# EXERCISE DESCRIPTION
Give the number of lines below that contain the word "frames", and nothing else.

# PROVIDED RECORDS
-- Opening Marker --
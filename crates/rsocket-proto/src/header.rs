//! Frame header: stream id, frame type and flags

use crate::{ProtocolError, Result};
use bytes::{Buf, BufMut};
use std::fmt;

/// Encoded header length in bytes
pub const HEADER_LEN: usize = 6;

/// Largest valid stream id; the top bit of the id field is reserved
pub const MAX_STREAM_ID: u32 = 0x7FFF_FFFF;

/// Stream id reserved for connection-level frames
pub const CONNECTION_STREAM_ID: u32 = 0;

const FRAME_TYPE_SHIFT: u16 = 10;
const FLAGS_MASK: u16 = 0x03FF;

/// Frame type codes
#[derive(Debug, Clone, Copy, PartialEq, Eq, Hash)]
#[repr(u8)]
pub enum FrameType {
    /// Reserved code, never sent
    Reserved = 0x00,
    /// Connection setup
    Setup = 0x01,
    /// Lease grant
    Lease = 0x02,
    /// Connection keepalive
    Keepalive = 0x03,
    /// Request with a single response
    RequestResponse = 0x04,
    /// Request with no response
    RequestFnf = 0x05,
    /// Request with a stream of responses
    RequestStream = 0x06,
    /// Bidirectional stream request
    RequestChannel = 0x07,
    /// Additional demand for a stream
    RequestN = 0x08,
    /// Cancel an outstanding request
    Cancel = 0x09,
    /// Payload on an open stream
    Payload = 0x0A,
    /// Connection or stream error
    Error = 0x0B,
    /// Connection-level metadata
    MetadataPush = 0x0C,
    /// Resume a previous session
    Resume = 0x0D,
    /// Resume accepted
    ResumeOk = 0x0E,
    /// Extension frame
    Ext = 0x3F,
}

impl FrameType {
    /// Look up a frame type by its wire code
    pub fn from_code(code: u8) -> Option<Self> {
        let frame_type = match code {
            0x00 => Self::Reserved,
            0x01 => Self::Setup,
            0x02 => Self::Lease,
            0x03 => Self::Keepalive,
            0x04 => Self::RequestResponse,
            0x05 => Self::RequestFnf,
            0x06 => Self::RequestStream,
            0x07 => Self::RequestChannel,
            0x08 => Self::RequestN,
            0x09 => Self::Cancel,
            0x0A => Self::Payload,
            0x0B => Self::Error,
            0x0C => Self::MetadataPush,
            0x0D => Self::Resume,
            0x0E => Self::ResumeOk,
            0x3F => Self::Ext,
            _ => return None,
        };
        Some(frame_type)
    }

    /// Wire code of this frame type
    pub fn code(self) -> u8 {
        self as u8
    }

    /// Protocol name of this frame type
    pub fn name(self) -> &'static str {
        match self {
            Self::Reserved => "RESERVED",
            Self::Setup => "SETUP",
            Self::Lease => "LEASE",
            Self::Keepalive => "KEEPALIVE",
            Self::RequestResponse => "REQUEST_RESPONSE",
            Self::RequestFnf => "REQUEST_FNF",
            Self::RequestStream => "REQUEST_STREAM",
            Self::RequestChannel => "REQUEST_CHANNEL",
            Self::RequestN => "REQUEST_N",
            Self::Cancel => "CANCEL",
            Self::Payload => "PAYLOAD",
            Self::Error => "ERROR",
            Self::MetadataPush => "METADATA_PUSH",
            Self::Resume => "RESUME",
            Self::ResumeOk => "RESUME_OK",
            Self::Ext => "EXT",
        }
    }

    /// Whether frames of this type may travel on stream 0
    pub fn is_connection_scoped(self) -> bool {
        matches!(
            self,
            Self::Setup
                | Self::Lease
                | Self::Keepalive
                | Self::MetadataPush
                | Self::Resume
                | Self::ResumeOk
                | Self::Error
        )
    }

    /// Whether frames of this type may travel on a non-zero stream
    pub fn is_stream_scoped(self) -> bool {
        matches!(
            self,
            Self::RequestResponse
                | Self::RequestFnf
                | Self::RequestStream
                | Self::RequestChannel
                | Self::RequestN
                | Self::Cancel
                | Self::Payload
                | Self::Error
                | Self::Ext
        )
    }
}

impl fmt::Display for FrameType {
    fn fmt(&self, f: &mut fmt::Formatter<'_>) -> fmt::Result {
        f.write_str(self.name())
    }
}

/// Frame flags for protocol control (10 bits on the wire)
#[derive(Debug, Clone, Copy, PartialEq, Eq, Hash, Default)]
pub struct FrameFlags(pub u16);

impl FrameFlags {
    /// No special flags
    pub const NONE: Self = Self(0);
    /// Frame may be ignored if not understood
    pub const IGNORE: Self = Self(0x200);
    /// Metadata present
    pub const METADATA: Self = Self(0x100);
    /// More fragments follow
    pub const FOLLOW: Self = Self(0x080);
    /// SETUP: client requests resumption
    pub const RESUME_ENABLE: Self = Self(0x080);
    /// KEEPALIVE: peer must answer
    pub const RESPOND: Self = Self(0x080);
    /// Stream completion
    pub const COMPLETE: Self = Self(0x040);
    /// SETUP: client honours leases
    pub const LEASE: Self = Self(0x040);
    /// PAYLOAD carries a next element
    pub const NEXT: Self = Self(0x020);

    /// Build flags from raw bits, dropping anything outside the 10-bit field
    pub fn from_bits(bits: u16) -> Self {
        Self(bits & FLAGS_MASK)
    }

    /// Raw bit value
    pub fn bits(self) -> u16 {
        self.0
    }

    /// Check if a flag is set
    pub fn has_flag(self, flag: FrameFlags) -> bool {
        (self.0 & flag.0) != 0
    }

    /// Set a flag
    pub fn set_flag(&mut self, flag: FrameFlags) {
        self.0 |= flag.0;
    }

    /// Clear a flag
    pub fn clear_flag(&mut self, flag: FrameFlags) {
        self.0 &= !flag.0;
    }
}

impl std::ops::BitOr for FrameFlags {
    type Output = Self;

    fn bitor(self, rhs: Self) -> Self {
        Self(self.0 | rhs.0)
    }
}

impl std::ops::BitOrAssign for FrameFlags {
    fn bitor_assign(&mut self, rhs: Self) {
        self.0 |= rhs.0;
    }
}

/// Fixed six-byte frame header
#[derive(Debug, Clone, Copy, PartialEq, Eq)]
pub struct FrameHeader {
    stream_id: u32,
    frame_type: FrameType,
    flags: FrameFlags,
}

impl FrameHeader {
    /// Create a new header. The reserved top bit of `stream_id` is dropped.
    pub fn new(stream_id: u32, frame_type: FrameType, flags: FrameFlags) -> Self {
        Self {
            stream_id: stream_id & MAX_STREAM_ID,
            frame_type,
            flags: FrameFlags::from_bits(flags.bits()),
        }
    }

    /// Stream identifier
    pub fn stream_id(&self) -> u32 {
        self.stream_id
    }

    /// Frame type
    pub fn frame_type(&self) -> FrameType {
        self.frame_type
    }

    /// Frame flags
    pub fn flags(&self) -> FrameFlags {
        self.flags
    }

    /// Whether the metadata flag is set
    pub fn has_metadata(&self) -> bool {
        self.flags.has_flag(FrameFlags::METADATA)
    }

    /// Whether this header addresses the connection rather than a stream
    pub fn is_connection_level(&self) -> bool {
        self.stream_id == CONNECTION_STREAM_ID
    }

    /// Encode into a fixed array
    pub fn encode(&self) -> [u8; HEADER_LEN] {
        let mut out = [0u8; HEADER_LEN];
        let mut cursor = &mut out[..];
        self.encode_into(&mut cursor);
        out
    }

    /// Append the encoded header to `buf`
    pub fn encode_into<B: BufMut>(&self, buf: &mut B) {
        buf.put_u32(self.stream_id);
        buf.put_u16((u16::from(self.frame_type.code()) << FRAME_TYPE_SHIFT) | self.flags.bits());
    }

    /// Decode a header from the front of `bytes`
    pub fn decode(bytes: &[u8]) -> Result<Self> {
        if bytes.len() < HEADER_LEN {
            return Err(ProtocolError::MalformedHeader {
                needed: HEADER_LEN,
                available: bytes.len(),
            });
        }

        let mut cursor = &bytes[..HEADER_LEN];
        let stream_id = cursor.get_u32() & MAX_STREAM_ID;
        let packed = cursor.get_u16();
        let code = (packed >> FRAME_TYPE_SHIFT) as u8;
        let frame_type = FrameType::from_code(code).ok_or(ProtocolError::UnknownFrameType(code))?;

        Ok(Self {
            stream_id,
            frame_type,
            flags: FrameFlags::from_bits(packed),
        })
    }
}

impl fmt::Display for FrameHeader {
    fn fmt(&self, f: &mut fmt::Formatter<'_>) -> fmt::Result {
        write!(
            f,
            "{}(stream={}, flags={:#05x})",
            self.frame_type,
            self.stream_id,
            self.flags.bits()
        )
    }
}

#[cfg(test)]
mod tests {
    use super::*;
    use proptest::prelude::*;

    #[test]
    fn test_frame_flags() {
        let mut flags = FrameFlags::NONE;
        assert!(!flags.has_flag(FrameFlags::METADATA));

        flags.set_flag(FrameFlags::METADATA);
        assert!(flags.has_flag(FrameFlags::METADATA));

        flags.clear_flag(FrameFlags::METADATA);
        assert!(!flags.has_flag(FrameFlags::METADATA));

        let combined = FrameFlags::NEXT | FrameFlags::COMPLETE;
        assert!(combined.has_flag(FrameFlags::NEXT));
        assert!(combined.has_flag(FrameFlags::COMPLETE));
        assert!(!combined.has_flag(FrameFlags::FOLLOW));
    }

    #[test]
    fn test_header_layout() {
        let header = FrameHeader::new(7, FrameType::RequestFnf, FrameFlags::METADATA);
        let encoded = header.encode();

        // type 0x05 << 10 | 0x100
        assert_eq!(encoded, [0, 0, 0, 7, 0x15, 0x00]);
        assert_eq!(FrameHeader::decode(&encoded).unwrap(), header);
    }

    #[test]
    fn test_reserved_stream_bit_is_masked() {
        let header = FrameHeader::new(0x8000_0001, FrameType::Payload, FrameFlags::NONE);
        assert_eq!(header.stream_id(), 1);

        let decoded = FrameHeader::decode(&[0x80, 0, 0, 1, 0x28, 0x00]).unwrap();
        assert_eq!(decoded.stream_id(), 1);
        assert_eq!(decoded.frame_type(), FrameType::Payload);
    }

    #[test]
    fn test_short_header() {
        let result = FrameHeader::decode(&[0, 0, 0]);
        assert!(matches!(
            result,
            Err(ProtocolError::MalformedHeader { needed: 6, available: 3 })
        ));
    }

    #[test]
    fn test_unknown_frame_type() {
        // code 0x10 is not assigned
        let result = FrameHeader::decode(&[0, 0, 0, 1, 0x40, 0x00]);
        assert!(matches!(result, Err(ProtocolError::UnknownFrameType(0x10))));
    }

    #[test]
    fn test_scopes() {
        assert!(FrameType::Setup.is_connection_scoped());
        assert!(!FrameType::Setup.is_stream_scoped());
        assert!(FrameType::RequestFnf.is_stream_scoped());
        assert!(!FrameType::RequestFnf.is_connection_scoped());
        assert!(FrameType::Error.is_connection_scoped());
        assert!(FrameType::Error.is_stream_scoped());
    }

    proptest! {
        #[test]
        fn test_header_roundtrip_properties(
            stream_id in 0u32..=MAX_STREAM_ID,
            code in prop::sample::select(vec![
                0x01u8, 0x02, 0x03, 0x04, 0x05, 0x06, 0x07, 0x08,
                0x09, 0x0A, 0x0B, 0x0C, 0x0D, 0x0E, 0x3F,
            ]),
            flags in 0u16..0x400
        ) {
            let frame_type = FrameType::from_code(code).unwrap();
            let header = FrameHeader::new(stream_id, frame_type, FrameFlags(flags));
            let decoded = FrameHeader::decode(&header.encode()).unwrap();

            prop_assert_eq!(decoded.stream_id(), stream_id);
            prop_assert_eq!(decoded.frame_type(), frame_type);
            prop_assert_eq!(decoded.flags(), FrameFlags(flags));
        }
    }
}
-- Closing Marker --
# COMPLETED EXERCISE
3